Braided Memories ~ Pages from my Diary
After chasing my cousins on a sultry summer day, I fell into my grandmother’s lap. She stroked her fingers into my hair and it felt heavenly. She unclipped my hair and I rested my little head close to her bosom. As she blew air on my scalp and with the sweat beads evaporating, summer turned into spring. ‘You have beautiful hair,’ she said and started braiding my hair. Too tired to argue, I let her make two braids turning one side after another. ‘Go see in the mirror, how pretty you look’ and I darted into my parents’ bedroom and loved what I saw.
June 21st, 1991
I love playing with Shilpa. I think we can be good friends. We talked about writing letters to each other and she said we will be pen friends. I hope we go to Pinjore on Saturday and eat cassata. Grandma made two chottis on me and I like it. I think I will buy ribbons matching with my school uniform. I’ll tell Mamma to buy ribbon when she will go to market.

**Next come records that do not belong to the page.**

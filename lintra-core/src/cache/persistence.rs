//! Crash-safe snapshot persistence for the parse cache
//!
//! Snapshots are JSON (gzip-compressed when the path ends in `.gz`),
//! written to a temp file in the target directory and renamed into place.
//! A dedicated saver thread serializes saves; at most one save request is
//! queued, so bursts of writes coalesce into a single snapshot.

use super::{CacheEntry, CacheState};
use crate::document::Document;
use crate::error::{CoreError, Result};
use crate::tree::TreeNode;
use flate2::read::GzDecoder;
use flate2::write::GzEncoder;
use flate2::Compression;
use serde::{Deserialize, Serialize};
use std::collections::BTreeMap;
use std::fs::{self, File};
use std::io::{Read, Write};
use std::path::{Path, PathBuf};
use std::sync::mpsc::{self, SyncSender, TrySendError};
use std::sync::{Arc, Mutex, PoisonError};
use std::thread;
use std::time::{Duration, Instant, UNIX_EPOCH};

const SNAPSHOT_VERSION: u32 = 1;

#[derive(Debug, Serialize, Deserialize)]
struct Snapshot {
    version: u32,
    entries: BTreeMap<String, SnapshotEntry>,
    stats: SnapshotStats,
}

#[derive(Debug, Serialize, Deserialize)]
struct SnapshotEntry {
    node_tree: serde_json::Value,
    created_at: u64,
    size_bytes: usize,
    access_count: u64,
}

#[derive(Debug, Default, Serialize, Deserialize)]
struct SnapshotStats {
    hits: u64,
    misses: u64,
    evictions: u64,
    expirations: u64,
}

fn is_gzip(path: &Path) -> bool {
    path.extension().is_some_and(|ext| ext == "gz")
}

/// Write a snapshot of the current cache state
///
/// Serialization happens under the lock; encoding and the filesystem work
/// happen outside it.
pub(super) fn save(state: &Arc<Mutex<CacheState>>, path: &Path) -> Result<()> {
    let snapshot = {
        let state = state.lock().unwrap_or_else(PoisonError::into_inner);
        let mut entries = BTreeMap::new();
        for (key, entry) in state.entries.iter() {
            let created = entry
                .created_at
                .duration_since(UNIX_EPOCH)
                .unwrap_or(Duration::ZERO)
                .as_secs();
            entries.insert(
                key.clone(),
                SnapshotEntry {
                    node_tree: serde_json::to_value(&entry.document.root)?,
                    created_at: created,
                    size_bytes: entry.size_bytes,
                    access_count: entry.access_count,
                },
            );
        }
        Snapshot {
            version: SNAPSHOT_VERSION,
            entries,
            stats: SnapshotStats {
                hits: state.stats.hits,
                misses: state.stats.misses,
                evictions: state.stats.evictions,
                expirations: state.stats.expirations,
            },
        }
    };

    let json = serde_json::to_vec(&snapshot)?;
    let bytes = if is_gzip(path) {
        let mut encoder = GzEncoder::new(Vec::new(), Compression::default());
        encoder.write_all(&json)?;
        encoder.finish()?
    } else {
        json
    };

    let tmp = temp_path(path);
    if let Some(parent) = path.parent() {
        if !parent.as_os_str().is_empty() {
            fs::create_dir_all(parent)?;
        }
    }
    fs::write(&tmp, &bytes)?;
    fs::rename(&tmp, path)?;
    tracing::debug!(path = %path.display(), entries = snapshot.entries.len(), "cache snapshot written");
    Ok(())
}

fn temp_path(path: &Path) -> PathBuf {
    let mut name = path
        .file_name()
        .map(|name| name.to_os_string())
        .unwrap_or_default();
    name.push(".tmp");
    path.with_file_name(name)
}

/// Load a snapshot into a fresh cache state
///
/// Missing or unreadable snapshots leave the cache empty. Individual
/// entries that fail validation or have outlived the TTL are skipped;
/// the rest load normally.
pub(super) fn load_into(state: &mut CacheState, path: &Path, ttl: Option<Duration>) {
    let snapshot = match read_snapshot(path) {
        Ok(Some(snapshot)) => snapshot,
        Ok(None) => return,
        Err(err) => {
            tracing::warn!(path = %path.display(), error = %err, "ignoring unreadable cache snapshot");
            return;
        }
    };

    let mut skipped = 0usize;
    for (key, raw) in snapshot.entries {
        let created_at = UNIX_EPOCH + Duration::from_secs(raw.created_at);
        let expired = ttl.is_some_and(|ttl| {
            created_at
                .elapsed()
                .map(|age| age > ttl)
                .unwrap_or(true)
        });
        if expired {
            continue;
        }
        let root = match TreeNode::from_value(&raw.node_tree) {
            Ok(root) => root,
            Err(err) => {
                skipped += 1;
                tracing::warn!(key = %key, error = %err, "skipping malformed cache snapshot entry");
                continue;
            }
        };

        let seq = state.next_seq;
        state.next_seq += 1;
        state.total_bytes += raw.size_bytes;
        state.entries.put(
            key,
            CacheEntry {
                document: Arc::new(Document::new(root)),
                created_at,
                last_access: Instant::now(),
                size_bytes: raw.size_bytes,
                access_count: raw.access_count,
                inserted_seq: seq,
            },
        );
    }

    state.stats.hits = snapshot.stats.hits;
    state.stats.misses = snapshot.stats.misses;
    state.stats.evictions = snapshot.stats.evictions;
    state.stats.expirations = snapshot.stats.expirations;
    tracing::debug!(
        path = %path.display(),
        loaded = state.entries.len(),
        skipped,
        "cache snapshot loaded"
    );
}

fn read_snapshot(path: &Path) -> Result<Option<Snapshot>> {
    let file = match File::open(path) {
        Ok(file) => file,
        Err(err) if err.kind() == std::io::ErrorKind::NotFound => return Ok(None),
        Err(err) => return Err(err.into()),
    };

    let mut json = Vec::new();
    if is_gzip(path) {
        GzDecoder::new(file).read_to_end(&mut json)?;
    } else {
        let mut file = file;
        file.read_to_end(&mut json)?;
    }

    let snapshot: Snapshot = serde_json::from_slice(&json)?;
    if snapshot.version != SNAPSHOT_VERSION {
        return Err(CoreError::MalformedEntry {
            reason: format!("unsupported snapshot version {}", snapshot.version),
        });
    }
    Ok(Some(snapshot))
}

/// Background saver: one in-flight save, one queued request at most
pub(super) struct SaverHandle {
    sender: Option<SyncSender<()>>,
    handle: Option<thread::JoinHandle<()>>,
}

impl SaverHandle {
    pub(super) fn spawn(state: Arc<Mutex<CacheState>>, path: PathBuf) -> Self {
        let (sender, receiver) = mpsc::sync_channel::<()>(1);
        let handle = thread::Builder::new()
            .name("lintra-cache-save".to_string())
            .spawn(move || {
                while receiver.recv().is_ok() {
                    // Coalesce requests that piled up while saving
                    while receiver.try_recv().is_ok() {}
                    if let Err(err) = save(&state, &path) {
                        tracing::warn!(error = %err, "background cache snapshot failed");
                    }
                }
            })
            .ok();

        Self {
            sender: Some(sender),
            handle,
        }
    }

    /// Request a save; a request already queued absorbs this one
    pub(super) fn request(&self) {
        if let Some(sender) = &self.sender {
            match sender.try_send(()) {
                Ok(()) | Err(TrySendError::Full(())) => {}
                Err(TrySendError::Disconnected(())) => {
                    tracing::warn!("cache saver thread is gone; snapshot request dropped");
                }
            }
        }
    }

    /// Close the channel and wait for the thread to drain
    pub(super) fn stop(mut self) {
        self.sender.take();
        if let Some(handle) = self.handle.take() {
            let _ = handle.join();
        }
    }
}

Restlessly, I rubbed my eyes, paced towards the corner and lifted the newspaper. In about fours hours, I had to be ready for Richa’s birthday party. With constant flipping of magazines and channels, I was confused. I had to look pretty, ‘I will straighten my hair,’ I thought. It was the new cool thing. I washed my hair but another load shed dashed my hopes for the evening. I was about to cancel my plans when grandmother entered. ‘Anything wrong?’ ‘Look at my hair, I don’t want to go like this,’ I grumbled. ‘Why don’t you braid it?’ grandmother asked. It wasn’t the best of ideas, but I dazzled it with a hair band and rocked the party.
August 5th, 1998
It was the best day ever. I looked way better than Anjali. Just when I was about to cancel my plans, grandma told me to braid my hair. I did that and I looked so pretty. Even Rohan complimented me. I should try that often and I need a nice bag.
I was in a pitiful state as to what to do, deeply disturbed; my life was in a mess. Loss of a loved one can change you in unbelievable ways. I missed my grandmother, her wit and warmth had helped me sail through many tough times. Coupled with a breakup, work-wise, life-wise, family-wise and hair-wise, it was all dull. I went to her room after I came back from Office. I have always loved the view from her window and I sat there, opened the old album and lived all our memories. Dad came too and we talked about everything. It was like having a conversation with yourself. I felt light.
March 7th, 2005
I have some peace today. I can’t discuss my break-up with anyone and something is surely wrong with my new boss. Dad and me sat in grandma’s room and I found her picture in the almirah. She was looking very beautiful. I wish I age like her, gracefully. I found some peace and solutions. Will start meditating to clear my soul and use better shampoo and braiding to soothe my hair.
For a couple of years life has been an excellent teacher. I learnt from my mistakes and won accolades at work and compliments for my looks, especially hair. With constant nourishment and care I became a head-turner. Those dull, unhealthy hair with split ends were gone. Food, exercise and a better hair care range gave me perfect tresses. On my wedding day, I flaunted a braid, a perfect braid and adorned it with grandmother’s memories. I needn’t ask anyone for ‘how I looked?’...the look on their face was answer enough. My body, mind and heart were in a state of bliss.
April 15th, 2009
2009 is a great year for me. I would always treasure it. After marriage, life has been busy but I’m loving it. We got the wedding album yesterday and the pictures are stunning. I don’t know it’s the braid or something else, I think I quite resemble grandma and I miss her.
Transition from girl to woman changes you but few things become a part of your existence and taking care of myself is one of those. Though being a mother to a three year old girl I have very little time to spare for myself but using a good shampoo has worked. On hectic days, especially in summer, I knead my hair into a braid and it is as smooth as it was first when grandmother introduced it to me and I feel the twist and turn of my hair holds her love till date.
March 18th, 2013
Siya is becoming very naughty. I have to look for some summer activities for her. She has fine hair and I hope she keeps it long when she grows up. If grandma would have been alive, she would have given her braids. Today when I was getting ready and saw myself in the mirror, I felt I resemble her. I think aging gracefully is in our genes.